◆ Entries provided ◆

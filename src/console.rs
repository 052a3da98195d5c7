//! The console service: backend commands plus the cached directory
//!
//! Views receive a [`Console`] as a prop, read [`Directory`] snapshots from it
//! and fire commands at it. A command awaits its backend call and then applies
//! the outcome to the directory in a single `send_modify`, so overlapping
//! commands resolve in the order their responses arrive.

use crate::api::BankApi;
use crate::directory::Directory;
use crate::error::ApiError;
use crate::models::{
    AmountRequest, BankAccount, Credentials, NewAccount, NewUser, Transaction, TransferRequest,
    UserUpdate,
};
use rust_decimal::Decimal;
use std::sync::Arc;
use tokio::sync::watch;

/// Where the console connects and who it logs in as
#[derive(Debug, Clone, PartialEq)]
pub struct ConsoleConfig {
    pub base_url: String,
    pub credentials: Credentials,
}

#[derive(Clone)]
pub struct Console {
    api: Arc<dyn BankApi>,
    credentials: Credentials,
    directory: Arc<watch::Sender<Directory>>,
}

impl PartialEq for Console {
    fn eq(&self, other: &Self) -> bool {
        Arc::ptr_eq(&self.directory, &other.directory)
    }
}

impl Console {
    pub fn new(api: Arc<dyn BankApi>, credentials: Credentials) -> Self {
        let (directory, _) = watch::channel(Directory::new());
        Self {
            api,
            credentials,
            directory: Arc::new(directory),
        }
    }

    /// Current state of the cache
    pub fn snapshot(&self) -> Directory {
        self.directory.borrow().clone()
    }

    /// Receiver notified after every change to the cache
    pub fn subscribe(&self) -> watch::Receiver<Directory> {
        self.directory.subscribe()
    }

    fn update(&self, apply: impl FnOnce(&mut Directory)) {
        self.directory.send_modify(apply);
    }

    /// Log in and load the user list.
    ///
    /// `loading` stays set until both calls have resolved.
    pub async fn initialize(&self) {
        log::info!("Logging in as {}", self.credentials.email);
        self.update(|directory| directory.loading = true);

        let result = match self.api.login(&self.credentials).await {
            Ok(()) => self.api.list_users().await,
            Err(e) => Err(e),
        };
        self.update(|directory| directory.on_users_loaded(result));
    }

    pub async fn register_user(&self, user: NewUser) {
        let result = self.api.register_user(&user).await;
        self.update(|directory| directory.on_user_registered(result));
    }

    pub async fn update_user(&self, user_id: i64, update: UserUpdate) {
        let result = self.api.update_user(user_id, &update).await;
        self.update(|directory| directory.on_user_updated(user_id, result));
    }

    pub async fn create_bank_account(&self, account: NewAccount) {
        let result = self.api.create_account(&account).await;
        self.update(|directory| {
            directory.on_account_created(&account.email, result);
        });
    }

    pub async fn deposit(&self, account_number: &str, amount: Decimal) {
        let result = self
            .api
            .deposit(account_number, &AmountRequest { amount })
            .await;
        self.update(|directory| directory.on_account_changed(result, "Deposit successful"));
    }

    pub async fn withdraw(&self, account_number: &str, amount: Decimal) {
        let result = self
            .api
            .withdraw(account_number, &AmountRequest { amount })
            .await;
        self.update(|directory| directory.on_account_changed(result, "Withdrawal successful"));
    }

    /// Transfer from `account_number`, then refresh the destination if it is
    /// cached so both balances are current.
    pub async fn transfer(&self, account_number: &str, request: TransferRequest) {
        let result = self.api.transfer(account_number, &request).await;
        let succeeded = result.is_ok();
        self.update(|directory| directory.on_account_changed(result, "Transfer successful"));

        if succeeded && self.is_cached(&request.to_account_number) {
            self.refresh_account(&request.to_account_number).await;
        }
    }

    fn is_cached(&self, account_number: &str) -> bool {
        self.directory.borrow().find_account(account_number).is_some()
    }

    /// Reload one account; a failure is only logged
    async fn refresh_account(&self, account_number: &str) {
        match self.api.get_account(account_number).await {
            Ok(snapshot) => self.update(|directory| {
                directory.patch_account(snapshot);
            }),
            Err(e) => log::warn!("Could not refresh account {}: {}", account_number, e),
        }
    }

    pub async fn delete_account(&self, account_number: &str) {
        let owner = self
            .directory
            .borrow()
            .owner_of(account_number)
            .map(|user| user.email.clone());
        if let Some(email) = owner {
            log::info!("Deleting account {} of {}", account_number, email);
        }
        let result = self.api.delete_account(account_number).await;
        self.update(|directory| directory.on_account_deleted(account_number, result));
    }

    /// Transactions of one account; they are not kept in the directory
    pub async fn account_transactions(
        &self,
        account_number: &str,
    ) -> Result<Vec<Transaction>, ApiError> {
        self.api.account_transactions(account_number).await
    }

    /// Surface an error raised before any backend call, such as bad form input
    pub fn report_error(&self, error: impl std::fmt::Display) {
        self.update(|directory| directory.fail(error));
    }

    pub fn find_account(&self, account_number: &str) -> Option<BankAccount> {
        self.directory.borrow().find_account(account_number).cloned()
    }
}
mod arena;
mod bootstrap;
mod config;
mod gameplay;
mod loop_runner;
mod masks;

pub(crate) use bootstrap::build_app;
pub(crate) use loop_runner::run;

◆ Your goal ◆
Would you please reproduce the records above exactly, only from their first line through the line holding "use crate::directory::Directory;", with both ends included?

◆ Solved problem ◆
filename src/console.rs
repository 052a3da98195d5c7
//! The console service: backend commands plus the cached directory
//!
//! Views receive a [`Console`] as a prop, read [`Directory`] snapshots from it
//! and fire commands at it. A command awaits its backend call and then applies
//! the outcome to the directory in a single `send_modify`, so overlapping
//! commands resolve in the order their responses arrive.

use crate::api::BankApi;
use crate::directory::Directory;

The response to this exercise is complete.